WHAT TO WORK ON =
Scan the records and identify every line in which the string "entry" occurs, then return those lines.

Saved entries =
□ □ □ □ □

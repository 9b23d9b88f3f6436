//! Per-group (conditional) statistics
//!
//! Rows are keyed by a discrete group value such as an engine condition
//! code. Each group owns one [`MomentAccumulator`] per column plus the raw
//! values of every column, which the median and quartiles need at
//! finalization. Memory therefore grows with the number of rows; see
//! [`crate::quantile`].

use std::collections::HashMap;

use serde::{Deserialize, Serialize};

use crate::error::{StatsError, StatsResult};
use crate::moments::MomentAccumulator;
use crate::quantile::Quartiles;

/// Group key (e.g. a condition code)
pub type GroupKey = i64;

#[derive(Debug, Clone)]
struct GroupState {
    count: u64,
    moments: Vec<MomentAccumulator>,
    values: Vec<Vec<f64>>,
}

impl GroupState {
    fn new(width: usize) -> Self {
        Self {
            count: 0,
            moments: vec![MomentAccumulator::new(); width],
            values: vec![Vec::new(); width],
        }
    }

    fn finalize(self, key: GroupKey, columns: &[String]) -> GroupStats {
        let stats = self
            .moments
            .into_iter()
            .zip(self.values)
            .zip(columns)
            .map(|((moments, mut values), name)| {
                let quartiles = Quartiles::from_values(&mut values);
                ColumnStats::new(name.clone(), &moments, quartiles)
            })
            .collect();

        GroupStats {
            key,
            count: self.count,
            columns: stats,
        }
    }
}

/// Streaming accumulator for grouped statistics
#[derive(Debug, Clone)]
pub struct GroupedAccumulator {
    columns: Vec<String>,
    groups: HashMap<GroupKey, GroupState>,
    /// Keys in first-seen order
    order: Vec<GroupKey>,
}

impl GroupedAccumulator {
    /// Create an accumulator over the named value columns
    pub fn new(columns: Vec<String>) -> Self {
        Self {
            columns,
            groups: HashMap::new(),
            order: Vec::new(),
        }
    }

    /// Number of value columns
    pub fn width(&self) -> usize {
        self.columns.len()
    }

    /// Keys discovered so far, in first-seen order
    pub fn keys(&self) -> &[GroupKey] {
        &self.order
    }

    /// Add one row belonging to `key`
    pub fn add_row(&mut self, key: GroupKey, values: &[f64]) -> StatsResult<()> {
        let width = self.width();
        if values.len() != width {
            return Err(StatsError::ArityMismatch {
                expected: width,
                actual: values.len(),
            });
        }

        let order = &mut self.order;
        let group = self.groups.entry(key).or_insert_with(|| {
            order.push(key);
            GroupState::new(width)
        });

        group.count += 1;
        for ((moments, retained), &x) in group
            .moments
            .iter_mut()
            .zip(group.values.iter_mut())
            .zip(values)
        {
            moments.add_value(x);
            if !x.is_nan() {
                retained.push(x);
            }
        }
        Ok(())
    }

    /// Finish accumulation
    ///
    /// Groups are reported in first-seen order. Sorting the retained
    /// values dominates the cost (O(n log n) per group and column).
    pub fn finalize(mut self) -> GroupedReport {
        let states: Vec<(GroupKey, GroupState)> = self
            .order
            .iter()
            .filter_map(|key| self.groups.remove(key).map(|state| (*key, state)))
            .collect();

        let columns = self.columns;

        #[cfg(feature = "parallel")]
        let groups = {
            use rayon::prelude::*;
            states
                .into_par_iter()
                .map(|(key, state)| state.finalize(key, &columns))
                .collect()
        };

        #[cfg(not(feature = "parallel"))]
        let groups = states
            .into_iter()
            .map(|(key, state)| state.finalize(key, &columns))
            .collect();

        GroupedReport { columns, groups }
    }
}

/// Finalized statistics for one column within one group
#[derive(Debug, Clone, PartialEq, Serialize, Deserialize)]
pub struct ColumnStats {
    pub name: String,
    pub sum: f64,
    pub mean: f64,
    pub variance: f64,
    pub std_dev: f64,
    pub min: f64,
    pub max: f64,
    pub median: f64,
    pub q1: f64,
    pub q3: f64,
    pub iqr: f64,
    pub skewness: f64,
    pub kurtosis: f64,
    pub variance_defined: bool,
    pub shape_defined: bool,
}

impl ColumnStats {
    fn new(name: String, moments: &MomentAccumulator, quartiles: Option<Quartiles>) -> Self {
        let summary = moments.summary();
        let (q1, median, q3, iqr) = quartiles
            .map(|q| (q.q1, q.median, q.q3, q.iqr()))
            .unwrap_or((0.0, 0.0, 0.0, 0.0));

        Self {
            name,
            sum: summary.sum,
            mean: summary.mean,
            variance: summary.variance,
            std_dev: summary.std_dev,
            min: summary.min.unwrap_or(0.0),
            max: summary.max.unwrap_or(0.0),
            median,
            q1,
            q3,
            iqr,
            skewness: summary.skewness,
            kurtosis: summary.kurtosis,
            variance_defined: summary.variance_defined,
            shape_defined: summary.shape_defined,
        }
    }
}

/// Finalized statistics for one group
#[derive(Debug, Clone, PartialEq, Serialize, Deserialize)]
pub struct GroupStats {
    pub key: GroupKey,
    /// Rows in this group
    pub count: u64,
    /// One entry per value column, in column order
    pub columns: Vec<ColumnStats>,
}

impl GroupStats {
    /// Statistics for a named column
    pub fn column(&self, name: &str) -> Option<&ColumnStats> {
        self.columns.iter().find(|c| c.name == name)
    }
}

/// Finalized grouped statistics
#[derive(Debug, Clone, PartialEq, Serialize, Deserialize)]
pub struct GroupedReport {
    /// Value columns
    pub columns: Vec<String>,
    /// Groups in first-seen order
    pub groups: Vec<GroupStats>,
}

impl GroupedReport {
    /// Statistics for a group key
    pub fn group(&self, key: GroupKey) -> Option<&GroupStats> {
        self.groups.iter().find(|g| g.key == key)
    }

    /// Group keys in first-seen order
    pub fn keys(&self) -> Vec<GroupKey> {
        self.groups.iter().map(|g| g.key).collect()
    }
}

#[cfg(test)]
mod tests {
    use super::*;

    #[test]
    fn test_two_groups() {
        let mut acc = GroupedAccumulator::new(vec!["v".into()]);
        acc.add_row(1, &[10.0]).unwrap();
        acc.add_row(1, &[20.0]).unwrap();
        acc.add_row(2, &[5.0]).unwrap();
        let report = acc.finalize();

        let g1 = report.group(1).unwrap();
        assert_eq!(g1.count, 2);
        assert_eq!(g1.columns[0].mean, 15.0);
        assert_eq!(g1.columns[0].median, 15.0);

        let g2 = report.group(2).unwrap();
        assert_eq!(g2.count, 1);
        assert_eq!(g2.columns[0].mean, 5.0);
        assert_eq!(g2.columns[0].variance, 0.0);
        assert!(!g2.columns[0].variance_defined);
    }

    #[test]
    fn test_first_seen_order() {
        let mut acc = GroupedAccumulator::new(vec!["v".into()]);
        for key in [3, 1, 3, 2, 1] {
            acc.add_row(key, &[key as f64]).unwrap();
        }
        assert_eq!(acc.keys(), &[3, 1, 2]);
        assert_eq!(acc.finalize().keys(), vec![3, 1, 2]);
    }

    #[test]
    fn test_quartiles_per_group() {
        let mut acc = GroupedAccumulator::new(vec!["a".into(), "b".into()]);
        for i in 1..=8 {
            acc.add_row(0, &[(9 - i) as f64, i as f64 * 10.0]).unwrap();
        }
        let report = acc.finalize();
        let a = report.group(0).unwrap().column("a").unwrap();
        assert_eq!(a.q1, 3.0);
        assert_eq!(a.q3, 7.0);
        assert_eq!(a.median, 4.5);
        assert_eq!(a.iqr, 4.0);
        assert_eq!(a.min, 1.0);
        assert_eq!(a.max, 8.0);

        let b = report.group(0).unwrap().column("b").unwrap();
        assert_eq!(b.median, 45.0);
        assert_eq!(b.sum, 360.0);
    }

    #[test]
    fn test_empty_input() {
        let report = GroupedAccumulator::new(vec!["v".into()]).finalize();
        assert!(report.groups.is_empty());
        assert_eq!(report.columns, vec!["v".to_string()]);
    }

    #[test]
    fn test_arity_mismatch_does_not_register_group() {
        let mut acc = GroupedAccumulator::new(vec!["a".into(), "b".into()]);
        assert!(acc.add_row(7, &[1.0]).is_err());
        assert!(acc.keys().is_empty());
    }
}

□ □ □ □ □

SOLUTION TO THE PROBLEM =
        let group = self.groups.entry(key).or_insert_with(|| {
    /// One entry per value column, in column order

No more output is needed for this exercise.